Each line of the listing must be set down exactly as it stands.
[Record extracts — start]
//! Foreground host: Ctrl-C stands in for the service manager's stop request.

use tokio::runtime::Handle;
use tracing::{info, warn};
use warden_host::{
    ControlHandler, ControlRegistrar, ControlRequest, Error, EventLog, HandlerOutcome, Result,
    Severity, StatusHandle, StatusReport,
};

#[derive(Clone, Copy, Debug, Default)]
pub struct ConsoleHost;

impl ControlRegistrar for ConsoleHost {
    fn register_control_handler(
        &self,
        name: &str,
        handler: ControlHandler,
    ) -> Result<Box<dyn StatusHandle>> {
        let runtime =
            Handle::try_current().map_err(|_| Error::RegistrationFailed(name.to_string()))?;

        runtime.spawn(async move {
            while tokio::signal::ctrl_c().await.is_ok() {
                if handler(ControlRequest::Stop) == HandlerOutcome::NotImplemented {
                    warn!("not ready to stop yet");
                }
            }
        });

        Ok(Box::new(ConsoleStatus {
            service: name.to_string(),
        }))
    }
}

impl EventLog for ConsoleHost {
    fn emit(&self, source: &str, severity: Severity, message: &str) {
        println!("[{severity}] {source}: {message}");
    }
}

struct ConsoleStatus {
    service: String,
}

impl StatusHandle for ConsoleStatus {
    fn set_status(&self, report: &StatusReport) -> Result<()> {
        info!(
            service = %self.service,
            state = %report.state,
            checkpoint = report.checkpoint,
            wait_hint = ?report.wait_hint,
            "status"
        );

        Ok(())
    }
}
use std::time::Duration;

use warden_host::ServiceIdentity;

use crate::{CancellationSignal, StatusChannel};

/// State shared between the coordinator and the control handler.
pub struct ServiceContext {
    identity: ServiceIdentity,
    signal: CancellationSignal,
    status: StatusChannel,
    stop_wait_hint: Duration,
}

impl ServiceContext {
    /// Create the context for one process run. The cancellation signal is
    /// created here and never reset.
    #[must_use]
    pub fn new(identity: ServiceIdentity, stop_wait_hint: Duration) -> Self {
        Self {
            identity,
            signal: CancellationSignal::new(),
            status: StatusChannel::new(),
            stop_wait_hint,
        }
    }

    /// Identity the service runs under.
    #[must_use]
    pub const fn identity(&self) -> &ServiceIdentity {
        &self.identity
    }

    /// The stop signal.
    #[must_use]
    pub const fn signal(&self) -> &CancellationSignal {
        &self.signal
    }

    /// The status channel.
    #[must_use]
    pub const fn status(&self) -> &StatusChannel {
        &self.status
    }

    /// Wait hint published with `StopPending`.
    #[must_use]
    pub const fn stop_wait_hint(&self) -> Duration {
        self.stop_wait_hint
    }
}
[Record extracts — finish]
■ **Solution for this task**
//! Foreground host: Ctrl-C stands in for the service manager's stop request.

use tokio::runtime::Handle;
use tracing::{info, warn};
use warden_host::{
    ControlHandler, ControlRegistrar, ControlRequest, Error, EventLog, HandlerOutcome, Result,
    Severity, StatusHandle, StatusReport,
};

#[derive(Clone, Copy, Debug, Default)]
pub struct ConsoleHost;

impl ControlRegistrar for ConsoleHost {
    fn register_control_handler(
        &self,
        name: &str,
        handler: ControlHandler,
    ) -> Result<Box<dyn StatusHandle>> {
        let runtime =
            Handle::try_current().map_err(|_| Error::RegistrationFailed(name.to_string()))?;

        runtime.spawn(async move {
            while tokio::signal::ctrl_c().await.is_ok() {
                if handler(ControlRequest::Stop) == HandlerOutcome::NotImplemented {
                    warn!("not ready to stop yet");
                }
            }
        });

        Ok(Box::new(ConsoleStatus {
            service: name.to_string(),
        }))
    }
}

impl EventLog for ConsoleHost {
    fn emit(&self, source: &str, severity: Severity, message: &str) {
        println!("[{severity}] {source}: {message}");
    }
}

struct ConsoleStatus {
    service: String,
}

impl StatusHandle for ConsoleStatus {
    fn set_status(&self, report: &StatusReport) -> Result<()> {
        info!(
            service = %self.service,
            state = %report.state,
            checkpoint = report.checkpoint,
            wait_hint = ?report.wait_hint,
            "status"
        );

        Ok(())
    }
}
use std::time::Duration;

use warden_host::ServiceIdentity;

use crate::{CancellationSignal, StatusChannel};

/// State shared between the coordinator and the control handler.
pub struct ServiceContext {
    identity: ServiceIdentity,
    signal: CancellationSignal,
    status: StatusChannel,
    stop_wait_hint: Duration,
}

impl ServiceContext {
    /// Create the context for one process run. The cancellation signal is
    /// created here and never reset.
    #[must_use]
    pub fn new(identity: ServiceIdentity, stop_wait_hint: Duration) -> Self {
        Self {
            identity,
            signal: CancellationSignal::new(),
            status: StatusChannel::new(),
            stop_wait_hint,
        }
    }

    /// Identity the service runs under.
    #[must_use]
    pub const fn identity(&self) -> &ServiceIdentity {
        &self.identity
    }

    /// The stop signal.
    #[must_use]
    pub const fn signal(&self) -> &CancellationSignal {
        &self.signal
    }

    /// The status channel.
    #[must_use]
    pub const fn status(&self) -> &StatusChannel {
        &self.status
    }

    /// Wait hint published with `StopPending`.
    #[must_use]
    pub const fn stop_wait_hint(&self) -> Duration {
        self.stop_wait_hint
    }
}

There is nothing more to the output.